Exercise objective: Every line containing the word "ranges" is to be copied from the data below.

(Beginning of Records for the task)

use std::sync::Arc;
use std::time::Duration;
use tokio::sync::{mpsc, oneshot};
use tokio_util::sync::CancellationToken;
use tracing::{debug, info, trace, warn};

use super::controls_visibility::ControlsVisibility;
use super::load_state::LoadStateMonitor;
use super::progress::ProgressSync;
use super::traits::{MediaPlayer, PlayerEvent};
use super::types::{LoadState, PlaybackSession, PlaybackState, ViewState};
use crate::config::PlaybackConfig;
use crate::utils::errors::{PlayerError, PlayerResult};

/// Commands processed by the player controller.
///
/// `HideControls`, `ApplyRate`, and `SeekCompleted` are fed back by the
/// controller's own timer and seek tasks rather than sent by callers.
#[derive(Debug)]
pub enum PlayerCommand {
    TogglePlay,
    Play,
    Pause,
    /// Seek to an absolute position.
    Seek { position: Duration },
    /// Seek to a fraction of the known duration (slider tap).
    SeekToFraction { fraction: f64 },
    /// Seek relative to the player's live position.
    Skip { delta_seconds: f64 },
    SkipForward,
    SkipBackward,
    SetRepeat { enabled: bool },
    SetSpeed { rate: f64 },
    /// A tap on the player surface toggled the control overlay.
    TapOverlay,
    /// Snapshot of the playback session.
    GetSession {
        respond_to: oneshot::Sender<PlaybackSession>,
    },
    /// The auto-hide timer fired.
    HideControls,
    /// Deferred application of the stored playback rate.
    ApplyRate,
    /// An asynchronous seek finished in the external player.
    SeekCompleted { generation: u64, done: bool },
}

/// Owns the external player and every piece of mutable playback state.
///
/// All mutation happens inside [`PlayerController::run`]; commands and
/// player events are marshalled onto that task through channels, so no
/// locking is needed anywhere in the control path.
pub struct PlayerController {
    player: Arc<dyn MediaPlayer>,
    receiver: mpsc::UnboundedReceiver<PlayerCommand>,
    self_sender: mpsc::UnboundedSender<PlayerCommand>,
    events: Option<mpsc::UnboundedReceiver<PlayerEvent>>,
    config: PlaybackConfig,
    session: PlaybackSession,
    playback_state: PlaybackState,
    load: LoadStateMonitor,
    controls: ControlsVisibility,
    progress: ProgressSync,
    seek_generation: u64,
    view: Arc<ViewState>,
    shutdown: CancellationToken,
}

impl PlayerController {
    /// Create a controller for `player` and the handle used to drive it.
    /// The caller spawns [`PlayerController::run`] on its runtime.
    pub fn new(
        player: Arc<dyn MediaPlayer>,
        config: PlaybackConfig,
    ) -> (PlayerHandle, PlayerController) {
        let (sender, receiver) = mpsc::unbounded_channel();
        let shutdown = CancellationToken::new();
        let view = ViewState::new();

        // Subscribing here rather than in run() means no event emitted
        // between construction and the first poll can be lost.
        let events = player.subscribe();

        let controller = PlayerController {
            controls: ControlsVisibility::new(config.hide_controls_delay(), sender.downgrade()),
            progress: ProgressSync::new(view.clone()),
            player,
            receiver,
            self_sender: sender.clone(),
            events: Some(events),
            config,
            session: PlaybackSession::default(),
            playback_state: PlaybackState::Paused,
            load: LoadStateMonitor::new(),
            seek_generation: 0,
            view: view.clone(),
            shutdown: shutdown.clone(),
        };
        let handle = PlayerHandle {
            sender,
            view,
            shutdown,
        };

        (handle, controller)
    }

    /// Drive the controller until shutdown.
    ///
    /// Exiting drops the event subscription and the pending hide timer, and
    /// the weak senders held by in-flight timer and seek tasks stop
    /// resolving, so no callback can reach freed state.
    pub async fn run(mut self) {
        debug!("player controller loop started");

        let Some(mut events) = self.events.take() else {
            return;
        };
        let shutdown = self.shutdown.clone();
        let mut events_open = true;

        loop {
            tokio::select! {
                _ = shutdown.cancelled() => break,
                command = self.receiver.recv() => match command {
                    Some(command) => self.handle_command(command).await,
                    None => break,
                },
                event = events.recv(), if events_open => match event {
                    Some(event) => self.handle_event(event).await,
                    None => {
                        debug!("player event stream closed");
                        events_open = false;
                    }
                },
            }
        }

        debug!("player controller loop terminated");
    }

    async fn handle_command(&mut self, command: PlayerCommand) {
        match command {
            PlayerCommand::TogglePlay => match self.playback_state {
                PlaybackState::Playing => self.pause().await,
                PlaybackState::Paused => self.play().await,
            },
            PlayerCommand::Play => self.play().await,
            PlayerCommand::Pause => self.pause().await,
            PlayerCommand::Seek { position } => self.seek(position).await,
            PlayerCommand::SeekToFraction { fraction } => {
                if !fraction.is_finite() {
                    return;
                }
                if self.load.is_ready() && !self.session.duration.is_zero() {
                    let target = self.session.duration.mul_f64(fraction.clamp(0.0, 1.0));
                    self.seek(target).await;
                }
            }
            PlayerCommand::Skip { delta_seconds } => self.skip(delta_seconds).await,
            PlayerCommand::SkipForward => self.skip(self.config.skip_interval_secs).await,
            PlayerCommand::SkipBackward => self.skip(-self.config.skip_interval_secs).await,
            PlayerCommand::SetRepeat { enabled } => {
                self.session.repeat_enabled = enabled;
            }
            PlayerCommand::SetSpeed { rate } => self.set_speed(rate).await,
            PlayerCommand::TapOverlay => {
                self.controls
                    .on_tap(self.playback_state == PlaybackState::Playing);
                self.publish_controls();
            }
            PlayerCommand::GetSession { respond_to } => {
                let _ = respond_to.send(self.session.clone());
            }
            PlayerCommand::HideControls => {
                self.controls.on_hide_fired();
                self.publish_controls();
            }
            PlayerCommand::ApplyRate => {
                // Deferred so it does not race the backend's own play-state
                // settling; dropped if playback stopped in the meantime.
                if self.playback_state == PlaybackState::Playing {
                    if let Err(err) = self.player.set_rate(self.session.rate).await {
                        warn!(error = %err, "deferred rate apply failed");
                    }
                }
            }
            PlayerCommand::SeekCompleted { generation, done } => {
                if generation == self.seek_generation && done {
                    self.session.is_seeking = false;
                } else {
                    trace!(
                        generation,
                        latest = self.seek_generation,
                        done,
                        "stale seek completion ignored"
                    );
                }
            }
        }
    }

    async fn handle_event(&mut self, event: PlayerEvent) {
        match event {
            PlayerEvent::Tick { position } => self.on_tick(position).await,
            PlayerEvent::Status(status) => self.on_status(status).await,
            PlayerEvent::BufferedRanges(ranges) => {
                self.progress.on_buffered_ranges(&mut self.session, &ranges);
            }
            PlayerEvent::BufferEmpty => {
                self.load.on_buffer_empty();
                self.view.is_buffering.set(self.load.spinner_visible());
            }
            PlayerEvent::LikelyToKeepUp => {
                self.load.on_likely_to_keep_up(self.playback_state);
                self.view.is_buffering.set(self.load.spinner_visible());
            }
            PlayerEvent::PlayedToEnd => self.on_played_to_end().await,
        }
    }

    async fn play(&mut self) {
        if !self.load.is_ready() {
            debug!("ignoring play before media is ready");
            return;
        }
        if self.playback_state == PlaybackState::Playing {
            return;
        }
        if let Err(err) = self.player.play().await {
            warn!(error = %err, "play command failed");
            return;
        }
        self.playback_state = PlaybackState::Playing;
        self.schedule_rate_apply();
        self.controls.on_play_state_changed(PlaybackState::Playing);
        self.publish_playback();
        self.publish_controls();
    }

    async fn pause(&mut self) {
        if !self.load.is_ready() {
            debug!("ignoring pause before media is ready");
            return;
        }
        if let Err(err) = self.player.pause().await {
            warn!(error = %err, "pause command failed");
            return;
        }
        self.playback_state = PlaybackState::Paused;
        self.controls.on_play_state_changed(PlaybackState::Paused);
        self.publish_playback();
        self.publish_controls();
    }

    /// Clamp, update the display optimistically, and hand the seek to the
    /// external player. Only the completion matching the newest generation
    /// may clear `is_seeking`; completions of superseded seeks are stale.
    async fn seek(&mut self, target: Duration) {
        if !self.load.is_ready() || self.session.duration.is_zero() {
            debug!("ignoring seek before duration is known");
            return;
        }
        let clamped = target.min(self.session.duration);

        self.seek_generation += 1;
        let generation = self.seek_generation;
        self.session.is_seeking = true;
        self.session.position = clamped;
        self.progress.publish_position(&self.session);
        trace!(generation, position_secs = clamped.as_secs_f64(), "seeking");

        let player = Arc::clone(&self.player);
        let sender = self.self_sender.downgrade();
        tokio::spawn(async move {
            let done = match player.seek(clamped).await {
                Ok(done) => done,
                Err(err) => {
                    warn!(error = %err, "seek command failed");
                    false
                }
            };
            if let Some(sender) = sender.upgrade() {
                let _ = sender.send(PlayerCommand::SeekCompleted { generation, done });
            }
        });
    }

    async fn skip(&mut self, delta_seconds: f64) {
        if !self.load.is_ready() || !delta_seconds.is_finite() {
            return;
        }
        let current = match self.player.position().await {
            Some(position) => position,
            None => self.session.position,
        };
        let target = (current.as_secs_f64() + delta_seconds).max(0.0);
        self.seek(Duration::from_secs_f64(target)).await;
    }

    async fn set_speed(&mut self, rate: f64) {
        if !rate.is_finite() || rate <= 0.0 {
            warn!(rate, "ignoring non-positive playback rate");
            return;
        }
        self.session.rate = rate;
        if self.load.is_ready() && self.playback_state == PlaybackState::Playing {
            if let Err(err) = self.player.set_rate(rate).await {
                warn!(error = %err, "rate change failed");
            }
        }
    }

    async fn on_tick(&mut self, position: Duration) {
        // The duration can resolve later than the ready status on some
        // backends; pick it up lazily.
        if !self.session.is_seeking && self.session.duration.is_zero() {
            if let Some(duration) = self.player.duration().await {
                self.session.duration = duration;
            }
        }
        self.progress.on_tick(&mut self.session, position);
    }

    async fn on_status(&mut self, status: super::traits::ItemStatus) {
        let Some(transition) = self.load.on_status(status) else {
            return;
        };
        match &transition {
            LoadState::Ready => {
                if let Some(duration) = self.player.duration().await {
                    self.session.duration = duration;
                }
                info!(
                    duration_secs = self.session.duration.as_secs_f64(),
                    "media ready"
                );
                self.controls.force_visible();
                self.progress.publish_position(&self.session);
                self.publish_controls();
            }
            LoadState::Failed(message) => {
                info!(%message, "media failed to load");
            }
            LoadState::Loading => return,
        }
        self.view.load_state.set(transition);
        self.view.is_buffering.set(self.load.spinner_visible());
    }

    async fn on_played_to_end(&mut self) {
        if self.session.repeat_enabled {
            info!("reached end of media, repeating");
            self.seek(Duration::ZERO).await;
            if let Err(err) = self.player.play().await {
                warn!(error = %err, "restart after end failed");
            }
            self.playback_state = PlaybackState::Playing;
            self.publish_playback();
        } else {
            info!("reached end of media, pausing");
            if let Err(err) = self.player.pause().await {
                warn!(error = %err, "pause at end failed");
            }
            self.playback_state = PlaybackState::Paused;
            self.controls.on_play_state_changed(PlaybackState::Paused);
            self.publish_playback();
            self.publish_controls();
        }
    }

    fn schedule_rate_apply(&self) {
        let delay = self.config.rate_apply_delay();
        let sender = self.self_sender.downgrade();
        tokio::spawn(async move {
            tokio::time::sleep(delay).await;
            if let Some(sender) = sender.upgrade() {
                let _ = sender.send(PlayerCommand::ApplyRate);
            }
        });
    }

    fn publish_playback(&self) {
        self.view.playback_state.set(self.playback_state);
    }

    fn publish_controls(&self) {
        self.view.show_controls.set(self.controls.visible());
    }
}
// Playback control core: reconciles user transport commands, asynchronous
// player callbacks, and overlay visibility for a video player screen.
// The rendering pipeline and screen layout live with the embedding app;
// this crate owns only the state machines between them.

pub mod config;
pub mod player;
pub mod utils;
//! Plain-text drawing of a [`BookSnapshot`].

use std::fmt::Write;

use crate::book::BookSnapshot;
use crate::domain::Field;

pub fn render(snapshot: &BookSnapshot) -> String {
    let mut out = String::new();
    // Writing into a String cannot fail.
    let _ = write_form(&mut out, snapshot);
    let _ = write_table(&mut out, snapshot);
    let _ = write_pages(&mut out, snapshot);
    out
}

fn write_form(out: &mut String, snapshot: &BookSnapshot) -> std::fmt::Result {
    match snapshot.form.editing_id() {
        Some(id) => writeln!(out, "Editing contact {id}")?,
        None => writeln!(out, "New contact")?,
    }
    for field in Field::ALL {
        writeln!(out, "  {:<6} {}", field, snapshot.form.fields().get(field))?;
        if let Some(message) = snapshot.errors.get(field) {
            writeln!(out, "         ! {message}")?;
        }
    }
    writeln!(out, "  [{}]", snapshot.mode.label())?;
    writeln!(out)?;
    writeln!(out, "Search: {}", snapshot.query.search_term())
}

fn write_table(out: &mut String, snapshot: &BookSnapshot) -> std::fmt::Result {
    writeln!(out, "{:<3} {:<8} {:<20} {:<24} {:<14} Image", "#", "Id", "Name", "Email", "Phone")?;
    for (index, contact) in snapshot.visible.iter().enumerate() {
        writeln!(
            out,
            "{:<3} {:<8} {:<20} {:<24} {:<14} {}",
            index + 1,
            contact.id,
            contact.name,
            contact.email,
            contact.phone,
            contact.image
        )?;
    }
    Ok(())
}

fn write_pages(out: &mut String, snapshot: &BookSnapshot) -> std::fmt::Result {
    let current = snapshot.query.current_page();
    let pages: Vec<String> = (1..=snapshot.page_count)
        .map(|page| {
            if page == current {
                format!("[{page}]")
            } else {
                page.to_string()
            }
        })
        .collect();
    writeln!(out, "Pages: {}  ({} contacts)", pages.join(" "), snapshot.total)
}
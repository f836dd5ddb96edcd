use std::num::NonZeroUsize;

use serde::{Deserialize, Serialize};

use crate::domain::Contact;

pub const DEFAULT_PAGE_SIZE: NonZeroUsize = match NonZeroUsize::new(5) {
    Some(size) => size,
    None => unreachable!(),
};

/// Search term and page selection. Presentation only, never persisted.
#[derive(Debug, Clone, PartialEq, Eq, Serialize, Deserialize)]
pub struct QueryState {
    search_term: String,
    current_page: usize,
    page_size: NonZeroUsize,
}

impl Default for QueryState {
    fn default() -> Self {
        Self::new(DEFAULT_PAGE_SIZE)
    }
}

impl QueryState {
    pub fn new(page_size: NonZeroUsize) -> Self {
        Self {
            search_term: String::new(),
            current_page: 1,
            page_size,
        }
    }

    pub fn search_term(&self) -> &str {
        &self.search_term
    }

    pub fn current_page(&self) -> usize {
        self.current_page
    }

    pub fn set_search_term(&mut self, term: String) {
        self.search_term = term;
    }

    /// Absolute jump. No upper bound: a page past the end just shows nothing.
    pub fn set_page(&mut self, page: usize) {
        self.current_page = page;
    }

    pub fn page_count(&self, total: usize) -> usize {
        total.div_ceil(self.page_size.get())
    }

    /// The current page window of the unfiltered collection.
    pub fn window<'a>(&self, contacts: &'a [Contact]) -> &'a [Contact] {
        let Some(first_index) = self.current_page.checked_sub(1) else {
            return &[];
        };
        let size = self.page_size.get();
        let start = first_index.saturating_mul(size).min(contacts.len());
        let end = start.saturating_add(size).min(contacts.len());
        &contacts[start..end]
    }

    /// Paginate first, then filter inside the window. A match on another
    /// page stays hidden until that page is selected.
    pub fn visible<'a>(&self, contacts: &'a [Contact]) -> Vec<&'a Contact> {
        let needle = self.search_term.to_lowercase();
        self.window(contacts)
            .iter()
            .filter(|contact| contact.matches(&needle))
            .collect()
    }
}
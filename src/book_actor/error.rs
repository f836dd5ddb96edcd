use thiserror::Error;

/// Errors seen by callers of [`crate::clients::BookClient`].
#[derive(Debug, Clone, Error, PartialEq)]
pub enum BookError {
    #[error("Actor communication error: {0}")]
    ActorCommunicationError(String),
}
//! System orchestration, configuration, startup, and shutdown logic.

pub mod contact_system;
pub mod settings;
pub mod tracing;

pub use contact_system::*;
pub use settings::*;
pub use self::tracing::*;
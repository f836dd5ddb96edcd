use serde::{Deserialize, Serialize};

use crate::book::ValidationError;
use crate::domain::ContactId;

/// What a submit attempt ended in.
#[derive(Debug, Clone, PartialEq, Serialize, Deserialize)]
pub enum SubmitOutcome {
    /// Stopped at the first invalid field; nothing was sent.
    Invalid(ValidationError),
    /// Created; carries the id when the service echoed one.
    Created(Option<ContactId>),
    Updated(ContactId),
    /// The gateway call failed. The form is kept as it was and the
    /// collection was not refreshed.
    GatewayFailed,
}
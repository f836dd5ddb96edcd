use tokio::sync::mpsc;
use tracing::{debug, instrument};

use crate::book::BookSnapshot;
use crate::book_actor::{BookError, SubmitOutcome};
use crate::domain::{Contact, ContactId, Field};
use crate::messages::BookRequest;

/// Handle to a running [`crate::book_actor::BookService`].
#[derive(Clone)]
pub struct BookClient {
    sender: mpsc::Sender<BookRequest>,
}

impl BookClient {
    pub fn new(sender: mpsc::Sender<BookRequest>) -> Self {
        Self { sender }
    }

    #[instrument(skip(self))]
    pub async fn shutdown(&self) -> Result<(), BookError> {
        debug!("Sending shutdown request");
        self.sender
            .send(BookRequest::Shutdown)
            .await
            .map_err(|_| BookError::ActorCommunicationError("Actor closed".to_string()))
    }
}

client_method!(BookClient => fn refresh() -> usize as BookRequest::Refresh, Error = BookError);
client_method!(BookClient => fn set_field(field: Field, value: String) -> () as BookRequest::SetField, Error = BookError);
client_method!(BookClient => fn begin_edit(id: ContactId) -> Option<Contact> as BookRequest::BeginEdit, Error = BookError);
client_method!(BookClient => fn submit() -> SubmitOutcome as BookRequest::Submit, Error = BookError);
client_method!(BookClient => fn delete(id: ContactId) -> () as BookRequest::Delete, Error = BookError);
client_method!(BookClient => fn set_search_term(term: String) -> () as BookRequest::SetSearchTerm, Error = BookError);
client_method!(BookClient => fn set_page(page: usize) -> () as BookRequest::SetPage, Error = BookError);
client_method!(BookClient => fn snapshot() -> BookSnapshot as BookRequest::Snapshot, Error = BookError);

(End of Records for the task)

Answer for this exercise:
            PlayerEvent::BufferedRanges(ranges) => {
                self.progress.on_buffered_ranges(&mut self.session, &ranges);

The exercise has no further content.